En dos momentos del documental aparece la figura de Camilo Torres, el cura guerrillero. Primero, cuando dan a entender que la familia del cura era amiga de la familia de Ana Rosa: era gente rica, de buena familia, con ideas nuevas sobre la sociedad. Segundo, al final, pues Camilo fue el encargado de dar la misa el día del velorio de Ana Rosa. Puede uno pensar que Ana Rosa es un reflejo de Camilo: alguien proveniente de familias tradicionales y católicas que quiso cambiar el mundo, buscar la utopía. Porque Ana Rosa quería ser una gran pianista, vivir de su oficio, como lo intentó en Estados Unidos, antes de que la deportaran por falta de papeles. En cierto sentido, Villar nos muestra a Camilo para decir que su abuela también fue una guerrillera, una soñadora, y que eso le costó la vida.
La herida de la que habla al principio, una suerte de crisis de identidad por la muerte de sus padres y por la sensación de no pertenecer a ningún lugar, parece cicatrizada—no entiendo muy bien por qué—cuando aquella investigadora académica da su testimonio de haber empezado una tesis sobre las mujeres y los manicomios en Colombia, luego haber caído en depresión y haber pasado por un manicomio, donde tomó apuntes del horror vivido en esos lugares para luego utilizarlos en la escritura de su propio libro. El alivio y la lucidez de su rostro producen una sensación de finitud, de haber entendido algo profundo sobre la vida.
La deuda saldada con el tío Ernesto es un gesto documental, un trabajo de memoria. Porque durante mucho tiempo, Ernesto, el hijo menor de Ana Rosa, fue la oveja negra de la familia. Todos lo culparon de la muerte de ella. Y eso se convirtió en la historia oficial. Sin embargo, Villar lo entrevista y amplía la realidad. Se revela que Ana Rosa sufría de espantosos dolores de cabeza.
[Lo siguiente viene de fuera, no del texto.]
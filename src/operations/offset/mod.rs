mod arc_offset;
mod line_offset;
mod request;

pub use arc_offset::{ArcGridOffset, ArcOffset};
pub use line_offset::{LineGridOffset, LineOffset};
pub use request::{offset_grid, OffsetRequest, OffsetResult};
Y para Ernesto, el único que vivía con ella, era insoportable verla sufrir. Entonces él le conseguía morfina, no porque fuera un dealer o un irresponsable, sino porque quería apaciguar su dolor. Es decir que, al final, el error de Ernesto, en realidad fue un acto de amor. El fue el único de los hijos que hizo un acto profundamente humano: preocuparse por el dolor del otro, hacer algo al respecto, no quedarse de brazos cruzados. Actuar. Y el documental sirve para dejar testimonio de eso; sirve para hacerle justicia a él y entenderlo.
Me quedan muchas preguntas. Por ejemplo, si la película no fue concebida como una alucinación de la propia Villar cuando está hospitalizada por un problema neurológico. Si Villar le tiene miedo a la muerte, y por eso en el documental parece como si fuera un alma en busca de un cuerpo nuevo, un cuerpo donde sembrar una nueva identidad. No sé. Me encantaría preguntarle por la luz de su película, pues me parece la misma de un sueño o de una pesadilla, y me encantaría saber de dónde se inspiró, si de la luz de una sala de velación o de alguna pintura de El Bosco.